Editorial - O povo falou
Inegavelmente, o grande diferencial das eleições de ontem para as outras já realizadas no País foi a possibilidade de reeleição para o presidente e os governadores. Na verdade, já se percebeu isto na campanha, totalmente diversa da que se observou em outras oportunidades. O chefe de Executivo também candidato a um novo mandato, criou uma situação diferente tanto em seu trabalho como também na tarefa dos que o enfrentavam.
Pela boca-de-urna divulgada logo após o término da votação, o presidente Fernando Henrique Cardoso e alguns governadores conseguiram a reeleição já no 1º turno. Todavia, também é possível perceber outras situações: ao que tudo indica, em Santa Catarina haverá novo governador, com o postulante Espiridião Amin liquidando de imediato a fatura. Em outros Estados, há equilíbrio e muitos governadores terão de lutar no 2º turno. E pelo que parece, haverá também os que sequer terão a possibilidade da nova disputa.

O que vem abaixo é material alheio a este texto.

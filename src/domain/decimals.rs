//! Token decimal places.

use serde::{Deserialize, Serialize};

use crate::error::{Result, SwapError};

/// Highest supported decimal count; `10^30` still fits comfortably in
/// `u128` alongside an 18-decimal price.
const MAX_DECIMALS: u8 = 30;

/// Number of decimal places of an asset's native unit.
///
/// Conversion between native units and the 18-decimal unit of account
/// multiplies or divides by [`scale`](Self::scale).
#[derive(Debug, Clone, Copy, PartialEq, Eq, PartialOrd, Ord, Hash, Serialize, Deserialize)]
pub struct Decimals(u8);

impl Decimals {
    /// Creates a `Decimals`, validating the supported range.
    ///
    /// # Errors
    ///
    /// Returns [`SwapError::InvalidConfiguration`] above 30 decimals.
    pub const fn new(value: u8) -> Result<Self> {
        if value > MAX_DECIMALS {
            return Err(SwapError::InvalidConfiguration("decimals exceed 30"));
        }
        Ok(Self(value))
    }

    /// Returns the decimal count.
    #[must_use]
    pub const fn get(&self) -> u8 {
        self.0
    }

    /// Returns `10^decimals`, the number of native units per whole token.
    #[must_use]
    pub const fn scale(&self) -> u128 {
        10u128.pow(self.0 as u32)
    }
}

#[cfg(test)]
#[allow(clippy::panic)]
mod tests {
    use super::*;

    #[test]
    fn valid_range() {
        let Ok(d) = Decimals::new(6) else {
            panic!("expected Ok");
        };
        assert_eq!(d.get(), 6);
        assert_eq!(d.scale(), 1_000_000);
    }

    #[test]
    fn upper_bound() {
        assert!(Decimals::new(30).is_ok());
        assert!(Decimals::new(31).is_err());
    }

    #[test]
    fn zero_decimals() {
        let Ok(d) = Decimals::new(0) else {
            panic!("expected Ok");
        };
        assert_eq!(d.scale(), 1);
    }
}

Dizer que a derrota de alguns governadores representa a exceção que confirma a regra não parece configurar uma visão correta. O que se pode sentir é que o simples instituto da reeleição não é garantia de vitória. Sem dúvida, tanto o presidente quanto os governadores entraram na campanha com grande vantagem. Primeiro porque, naturalmente, eram candidatos a partir da aprovação da emenda que garantiu a possibilidade de reeleição, enquanto os seus adversários só puderam lançar-se em campanha depois das convenções.

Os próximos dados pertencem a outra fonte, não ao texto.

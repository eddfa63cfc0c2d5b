//! Randomized checks of the pool's ledger invariants.

#![allow(clippy::panic)]

use proptest::prelude::*;

use super::testing::{router, seeded, trader, weth};
use super::*;

proptest! {
    /// Depositing and immediately exiting in full never pays out more
    /// than went in.
    #[test]
    fn deposit_then_full_exit_never_profits(amount in 1u128..1_000_000_000_000) {
        let (mut p, mut ledger) = seeded(amount);
        let shares = p.shares().balance_of(trader());
        let now = Timestamp::from_secs(100);
        let Ok(payout) = p.withdraw(router(), &mut ledger, trader(), trader(), shares, now) else {
            panic!("expected Ok");
        };
        prop_assert!(payout <= Amount::new(amount));
    }

    /// The value credited by a sell leg never exceeds the input plus
    /// the capped slippage bonus (at unit price).
    #[test]
    fn swap_in_value_is_bounded(
        liquidity in 1_000u128..1_000_000_000_000,
        amount in 1u128..1_000_000_000_000,
    ) {
        let (mut p, mut ledger) = seeded(liquidity);
        ledger.fund(weth(), trader(), Amount::new(amount));
        let now = Timestamp::from_secs(100);
        let Ok(value) =
            p.swap_in(router(), &mut ledger, trader(), Amount::new(amount), Wad::ONE, now)
        else {
            panic!("expected Ok");
        };
        // cap is 30%, so value ≤ 1.3 × amount
        let bound = amount.saturating_mul(13) / 10 + 1;
        prop_assert!(value.get() <= bound);
    }

    /// Quotes are exact: executing a quoted trade yields the quoted
    /// numbers.
    #[test]
    fn quotes_match_execution(
        liquidity in 1_000u128..1_000_000_000_000,
        amount in 1u128..1_000_000_000,
    ) {
        let (mut p, mut ledger) = seeded(liquidity);
        ledger.fund(weth(), trader(), Amount::new(amount));
        let now = Timestamp::from_secs(100);
        let Ok(quote) = p.quote_swap_in(Amount::new(amount), Wad::ONE, now) else {
            panic!("expected Ok");
        };
        let Ok(value) =
            p.swap_in(router(), &mut ledger, trader(), Amount::new(amount), Wad::ONE, now)
        else {
            panic!("expected Ok");
        };
        prop_assert_eq!(value, quote.value);
        prop_assert_eq!(p.protocol_fees(), quote.protocol_fee);
    }

    /// Tokens held always equal `assets + protocol_fees`, and a buy leg
    /// never pays out more than the pool's assets.
    #[test]
    fn swap_out_conserves_and_respects_assets(
        liquidity in 1_000u128..1_000_000_000_000,
        value in 1u128..1_000_000_000_000,
    ) {
        let (mut p, mut ledger) = seeded(liquidity);
        let now = Timestamp::from_secs(100);
        match p.swap_out(router(), &mut ledger, trader(), Value::new(value), Wad::ONE, now) {
            Ok(out) => {
                let Some(held) = p.assets().checked_add(p.protocol_fees()) else {
                    panic!("overflow");
                };
                prop_assert_eq!(held.checked_add(out), Some(Amount::new(liquidity)));
            }
            Err(SwapError::AmountExceedsAssets) => {
                prop_assert!(value > liquidity);
            }
            Err(other) => panic!("unexpected error: {other}"),
        }
    }
}
//! Unified error types for the tranche AMM engine.
//!
//! All fallible operations across the crate return [`SwapError`] as their
//! error type.  Every error aborts the whole top-level operation — no
//! partial ledger mutation is ever observable — and no error is fatal to
//! the exchange as a whole: subsequent operations proceed against
//! unchanged state.
//!
//! [`SwapError::kind`] classifies each variant into one of the coarse
//! [`ErrorKind`] families so callers can distinguish, say, a rejected
//! authorization from a tripped slippage bound without matching on every
//! variant.

use thiserror::Error;

/// Convenience alias used by every fallible operation in the crate.
pub type Result<T> = core::result::Result<T, SwapError>;

/// Coarse error classification.
#[derive(Debug, Clone, Copy, PartialEq, Eq, Hash)]
pub enum ErrorKind {
    /// Malformed input: zero identifier, zero amount, mismatched arrays.
    Validation,
    /// Caller is not the admin, router, or an authorized pusher.
    Authorization,
    /// Operation conflicts with current ledger state.
    State,
    /// Caller-supplied minimum-output bound tripped.
    Slippage,
    /// No valid price could be produced.
    Oracle,
    /// Deadline passed before execution.
    Expiry,
    /// Checked arithmetic failed.
    Arithmetic,
}

/// Unified error enum for the whole engine.
#[derive(Debug, Clone, Copy, PartialEq, Eq, Error)]
pub enum SwapError {
    // -- validation ---------------------------------------------------------
    /// An identifier argument was the all-zero sentinel.
    #[error("zero address")]
    ZeroAddress,
    /// An amount argument was zero.
    #[error("amount is 0")]
    AmountIsZero,
    /// A base fee of zero was supplied at pool creation.
    #[error("fee is 0")]
    FeeIsZero,
    /// Batch arrays have different lengths.
    #[error("array arguments are not the same length")]
    NotSameLength,
    /// Swap input and output assets are identical.
    #[error("same token for both swap legs")]
    SameToken,
    /// A configuration value is out of range or inconsistent.
    #[error("invalid configuration: {0}")]
    InvalidConfiguration(&'static str),
    /// A pushed or fed price value is unusable.
    #[error("invalid price: {0}")]
    InvalidPrice(&'static str),

    // -- authorization ------------------------------------------------------
    /// Caller is not the factory admin.
    #[error("caller is not admin")]
    NotAdmin,
    /// Caller is not the registered router.
    #[error("caller is not router")]
    NotRouter,
    /// Caller is not an authorized price pusher.
    #[error("caller is not a pusher")]
    NotPusher,
    /// Offline-approval signature did not verify.
    #[error("invalid approval signature")]
    InvalidSignature,

    // -- state --------------------------------------------------------------
    /// A pool for this asset already exists.
    #[error("pool exists")]
    PoolExists,
    /// No pool is registered for this asset.
    #[error("pool not found")]
    PoolNotFound,
    /// The pool is paused.
    #[error("pool is paused")]
    Paused,
    /// Deposit would push `assets` above the deposit cap.
    #[error("deposit exceeds cap")]
    DepositExceedsCap,
    /// Requested withdrawal exceeds the pool's available assets.
    #[error("amount exceeds assets")]
    AmountExceedsAssets,
    /// Share balance or allowance too low for the requested burn/transfer.
    #[error("insufficient share balance")]
    InsufficientShares,
    /// A collaborator transfer was rejected.
    #[error("transfer failed: {0}")]
    TransferFailed(&'static str),

    // -- slippage bounds ----------------------------------------------------
    /// Swap output fell below the caller's minimum.
    #[error("insufficient output amount")]
    InsufficientOutputAmount,
    /// Minted liquidity fell below the caller's minimum.
    #[error("insufficient liquidity amount")]
    InsufficientLiquidityAmount,
    /// Burn payout fell below the caller's minimum.
    #[error("insufficient token amount")]
    InsufficientTokenAmount,
    /// Native-asset swap sell leg does not resolve to the wrapped asset.
    #[error("invalid in token")]
    InvalidInToken,
    /// Native-asset swap buy leg does not resolve to the wrapped asset.
    #[error("invalid out token")]
    InvalidOutToken,

    // -- oracle -------------------------------------------------------------
    /// No valid price source exists for the asset.
    #[error("no price for asset")]
    NoPrice,
    /// The newest price is older than the configured maximum age.
    #[error("price is stale")]
    StalePrice,
    /// Pushed and feed prices disagree beyond the configured tolerance.
    #[error("price difference exceeds tolerance")]
    PriceDiffExceedsTolerance,

    // -- expiry -------------------------------------------------------------
    /// The operation deadline passed.
    #[error("expired")]
    Expired,

    // -- arithmetic ---------------------------------------------------------
    /// Checked addition or multiplication overflowed.
    #[error("overflow: {0}")]
    Overflow(&'static str),
    /// Checked subtraction underflowed.
    #[error("underflow: {0}")]
    Underflow(&'static str),
    /// Division by zero.
    #[error("division by zero")]
    DivisionByZero,
}

impl SwapError {
    /// Classifies the error into its [`ErrorKind`] family.
    #[must_use]
    pub const fn kind(&self) -> ErrorKind {
        match self {
            Self::ZeroAddress
            | Self::AmountIsZero
            | Self::FeeIsZero
            | Self::NotSameLength
            | Self::SameToken
            | Self::InvalidConfiguration(_)
            | Self::InvalidPrice(_) => ErrorKind::Validation,

            Self::NotAdmin | Self::NotRouter | Self::NotPusher | Self::InvalidSignature => {
                ErrorKind::Authorization
            }

            Self::PoolExists
            | Self::PoolNotFound
            | Self::Paused
            | Self::DepositExceedsCap
            | Self::AmountExceedsAssets
            | Self::InsufficientShares
            | Self::TransferFailed(_) => ErrorKind::State,

            Self::InsufficientOutputAmount
            | Self::InsufficientLiquidityAmount
            | Self::InsufficientTokenAmount
            | Self::InvalidInToken
            | Self::InvalidOutToken => ErrorKind::Slippage,

            Self::NoPrice | Self::StalePrice | Self::PriceDiffExceedsTolerance => {
                ErrorKind::Oracle
            }

            Self::Expired => ErrorKind::Expiry,

            Self::Overflow(_) | Self::Underflow(_) | Self::DivisionByZero => ErrorKind::Arithmetic,
        }
    }
}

Na campanha, os titulares de Executivo estavam em vantagem também porque o próprio cargo os coloca em evidência. A oposição, tanto no plano federal como nos Estados, até que tentou, com numerosos recursos, compensar esta dificuldade. Mas não teve sucesso exatamente porque os chefes de Executivo em exercício dos respectivos cargos tinham sempre a justificativa do trabalho natural que deviam executar em função dos mandatos. E que isto foi benéfico para quase todos eles se percebe pelos resultados que se conhece, notadamente o relativo à Presidência da República.

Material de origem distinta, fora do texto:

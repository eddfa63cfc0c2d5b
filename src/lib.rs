//! Pricing and accounting engine for a single-sided, oracle-priced
//! exchange.
//!
//! Unlike a constant-product AMM, liquidity here is provided per asset:
//! each [`Pool`](pool::Pool) holds exactly one token, values it in USD
//! through the [`PriceOracle`](oracle::PriceOracle), and tracks three
//! ledger fields (`assets`, `liabilities`, `protocol_fees`).  Swaps
//! route through the USD unit of account — the sell leg converts tokens
//! to value, the buy leg converts value to tokens — so any asset pairs
//! with any other without pairwise pools.  Imbalance between a pool's
//! assets and liabilities is priced by a convex slippage curve that
//! penalizes trades draining coverage and rewards trades restoring it.
//!
//! ```text
//!                     ┌────────────┐
//!        push_prices  │ PriceOracle│  cross-check
//!        ───────────► │            │ ◄─────────── PriceFeed
//!                     └─────┬──────┘
//!                           │ USD prices
//!                     ┌─────▼──────┐
//!        admin ─────► │  Factory   │  creates / administers
//!                     └─────┬──────┘
//!                           │ owns
//!              ┌────────────┼────────────┐
//!        ┌─────▼─────┐┌─────▼─────┐┌─────▼─────┐
//!        │ Pool WETH ││ Pool USDC ││ Pool ...  │
//!        └─────▲─────┘└─────▲─────┘└───────────┘
//!              │ swap_in    │ swap_out
//!              └─────┬──────┴──────┐
//!                    │   Router    │ ◄── traders, LPs
//!                    └─────────────┘
//! ```
//!
//! The engine is deterministic and host-agnostic: it never reads a
//! clock or holds tokens itself.  Time enters as [`Timestamp`]
//! arguments and custody enters through the [`traits`] seams
//! ([`TokenLedger`](traits::TokenLedger),
//! [`PriceFeed`](traits::PriceFeed),
//! [`ApprovalVerifier`](traits::ApprovalVerifier),
//! [`NativeWrapper`](traits::NativeWrapper)).
//!
//! # Module guide
//!
//! | Module | Contents |
//! |--------|----------|
//! | [`domain`] | Validated newtypes: [`Amount`], [`Value`], [`Wad`], identifiers, timestamps |
//! | [`math`] | 256-bit intermediate `mul_div` with explicit rounding |
//! | [`config`] | Validated policy blueprints: fees, slippage curve, oracle acceptance |
//! | [`traits`] | Host seams: custody, feeds, signatures, native wrapping |
//! | [`error`] | The unified [`SwapError`] and its [`ErrorKind`] taxonomy |
//! | [`oracle`] | Push-based oracle with feed cross-checking |
//! | [`pool`] | Single-asset pools: deposits, withdrawals, swap legs, shares |
//! | [`factory`] | Pool registry, roles, batch administration |
//! | [`router`] | Two-leg swaps, bounds, deadlines, native variants |
//!
//! # Example
//!
//! ```
//! use tranche_amm::prelude::*;
//!
//! let admin = Account::from_bytes([1u8; 32]);
//! let oracle = PriceOracle::new(admin, OracleConfig::default())?;
//! let factory = Factory::new(
//!     "A",
//!     admin,
//!     Account::from_bytes([2u8; 32]),
//!     oracle,
//!     FeeSchedule::default(),
//!     SlippageCurve::default(),
//! )?;
//! assert_eq!(factory.pool_count(), 0);
//! # Ok::<(), SwapError>(())
//! ```
//!
//! [`Timestamp`]: domain::Timestamp
//! [`Amount`]: domain::Amount
//! [`Value`]: domain::Value
//! [`Wad`]: domain::Wad
//! [`SwapError`]: error::SwapError
//! [`ErrorKind`]: error::ErrorKind

pub mod config;
pub mod domain;
pub mod error;
pub mod factory;
pub mod math;
pub mod oracle;
pub mod pool;
pub mod prelude;
pub mod router;
pub mod traits;
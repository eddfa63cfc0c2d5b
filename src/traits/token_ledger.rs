//! External asset custody.

use crate::domain::{Account, Amount, AssetId};
use crate::error::Result;

/// Custody of underlying assets, implemented by the host.
///
/// The engine holds assets in omnibus form: `debit` moves tokens from a
/// user into the engine's custody, `credit` moves them back out.  Both
/// are *fallible external calls* — the engine sequences its own state
/// changes so that a failed transfer never leaves the ledger partially
/// updated (fallible calls first, infallible commit last, or a
/// compensating restore when a later call fails).
pub trait TokenLedger {
    /// Pulls `amount` of `asset` from `from` into engine custody.
    ///
    /// # Errors
    ///
    /// Returns [`SwapError::TransferFailed`] (or any host error) when
    /// the transfer cannot be completed; the engine treats any error as
    /// "nothing moved".
    ///
    /// [`SwapError::TransferFailed`]: crate::error::SwapError::TransferFailed
    fn debit(&mut self, asset: AssetId, from: Account, amount: Amount) -> Result<()>;

    /// Pushes `amount` of `asset` from engine custody to `to`.
    ///
    /// # Errors
    ///
    /// Same contract as [`debit`](Self::debit).
    fn credit(&mut self, asset: AssetId, to: Account, amount: Amount) -> Result<()>;

    /// Current balance of `owner` in `asset`.
    fn balance_of(&self, asset: AssetId, owner: Account) -> Amount;
}
//! Error kinds surfaced by the remote store and the navigation entry point.

use thiserror::Error;

/// Failure of a call to the remote bills service.
///
/// The `Display` text is what the bills page shows in its error banner.
#[derive(Debug, Clone, PartialEq, Eq, Error)]
pub enum StoreError {
    #[error("Erreur {status}")]
    Status { status: u16 },
    #[error("{0}")]
    Rejected(String),
    #[error("network error: {0}")]
    Transport(String),
    #[error("malformed store response: {0}")]
    Decode(String),
    #[error("invalid store url: {0}")]
    InvalidUrl(String),
}

impl From<reqwest::Error> for StoreError {
    fn from(value: reqwest::Error) -> Self {
        if value.is_decode() {
            Self::Decode(value.to_string())
        } else {
            Self::Transport(value.to_string())
        }
    }
}

impl From<url::ParseError> for StoreError {
    fn from(value: url::ParseError) -> Self {
        Self::InvalidUrl(value.to_string())
    }
}

#[derive(Debug, Clone, PartialEq, Eq, Error)]
pub enum NavigationError {
    #[error("navigation entry point already initialized")]
    AlreadyInitialized,
    #[error("navigation entry point not initialized")]
    NotInitialized,
}

/// A render target whose view was replaced by a later navigation.
#[derive(Debug, Clone, Copy, PartialEq, Eq, Error)]
#[error("render target generation {target} superseded by generation {current}")]
pub struct StaleView {
    pub target: u64,
    pub current: u64,
}
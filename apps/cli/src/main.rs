use std::sync::Arc;

use anyhow::{Context, Result};
use clap::{Parser, ValueEnum};
use client_core::{
    session::JWT_KEY, DocumentRoot, HttpBillsService, InlineModal, MarkupViews,
    MemorySessionStore, Navigator, NavigatorDeps, RouteTable, SessionStore,
};
use shared::domain::User;
use tracing_subscriber::EnvFilter;

mod config;

#[derive(Debug, Clone, Copy, ValueEnum)]
enum CliRole {
    Employee,
    Admin,
}

#[derive(Parser, Debug)]
#[command(about = "Render a page of the expense-report client")]
struct Args {
    /// Overrides the configured API base url.
    #[arg(long)]
    api_url: Option<String>,
    #[arg(long)]
    email: Option<String>,
    #[arg(long, value_enum, default_value_t = CliRole::Employee)]
    role: CliRole,
    #[arg(long)]
    jwt: Option<String>,
    #[arg(long, default_value = "#employee/bills")]
    path: String,
    /// Navigate without a session user.
    #[arg(long)]
    logout: bool,
    /// Click the preview icon at this position once the page settles.
    #[arg(long)]
    preview: Option<usize>,
}

#[tokio::main]
async fn main() -> Result<()> {
    tracing_subscriber::fmt()
        .with_env_filter(
            EnvFilter::try_from_default_env().unwrap_or_else(|_| EnvFilter::new("info")),
        )
        .init();
    let args = Args::parse();

    let mut settings = config::load_settings();
    if let Some(api_url) = &args.api_url {
        settings.api_url = config::normalize_api_url(api_url);
    }

    let session = Arc::new(MemorySessionStore::new());
    if !args.logout {
        let email = args.email.clone().unwrap_or_default();
        let user = match args.role {
            CliRole::Employee => User::employee(email),
            CliRole::Admin => User::administrator(email),
        };
        session.set_user(&user);
    }
    if let Some(jwt) = &args.jwt {
        session.set_item(JWT_KEY, jwt.clone());
    }

    let store = HttpBillsService::new(
        &settings.api_url,
        session.clone(),
        settings.request_timeout(),
    )
    .with_context(|| format!("failed to set up bills store for {}", settings.api_url))?;

    let navigator = Navigator::new(NavigatorDeps {
        root: DocumentRoot::new(settings.modal_width),
        session,
        store: Some(Arc::new(store)),
        views: Arc::new(MarkupViews),
        modal: Arc::new(InlineModal),
        routes: RouteTable::default(),
        runtime: tokio::runtime::Handle::current(),
    });
    let on_navigate = navigator
        .initialize()
        .context("failed to register navigation entry point")?;

    on_navigate.on_navigate(&args.path);
    navigator.settled().await;

    let state = navigator.state();
    tracing::info!(path = %state.current_path, phase = ?state.phase, "page settled");
    println!("{}", navigator.root().snapshot().content());

    if let Some(index) = args.preview {
        let controller = navigator
            .active_bills()
            .context("preview requested but the current page has no bill list")?;
        let doc = navigator.root().snapshot();
        let icon = doc
            .preview_icons()
            .get(index)
            .with_context(|| format!("no preview icon at position {index}"))?;
        controller.handle_click_icon_eye(icon);
        println!("{}", navigator.root().snapshot().modal().content);
    }

    Ok(())
}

O clima diferente da campanha e do próprio pleito, porém, não muda a realidade de uma eleição tranquila, realizada com a maior liberdade, um atestado da maturidade do povo. Certamente, faltam ainda os números finais relativos não só aos chefes de Executivo, mas aos componentes dos Legislativos. Persiste ainda um temor sobre o volume dos votos em branco e nulos, que vem crescendo nos últimos pleitos e que já deveria constituir uma real preocupação dos políticos e dos governantes. Normalmente, às vésperas dos pleitos, são feitas campanhas intensas para que o eleitor não só vá às urnas (até porque isto é obrigatório), mas no sentido de que vote válido. Entretanto, isto é pouco, principalmente diante dos escândalos que se sucedem, da desmoralização dos próprios políticos.
A luta contra o voto nulo e em branco não é tarefa de véspera de eleição. Na verdade, começa agora, com a eleição de novos Legislativos, além dos governadores, senadores e presidente. Do comportamento dos que ganharam ontem o mandato depende não só o futuro do país, mas também a situação da própria democracia. O eleitor falou, agora é a vez de os políticos se mostrarem dignos do voto recebido.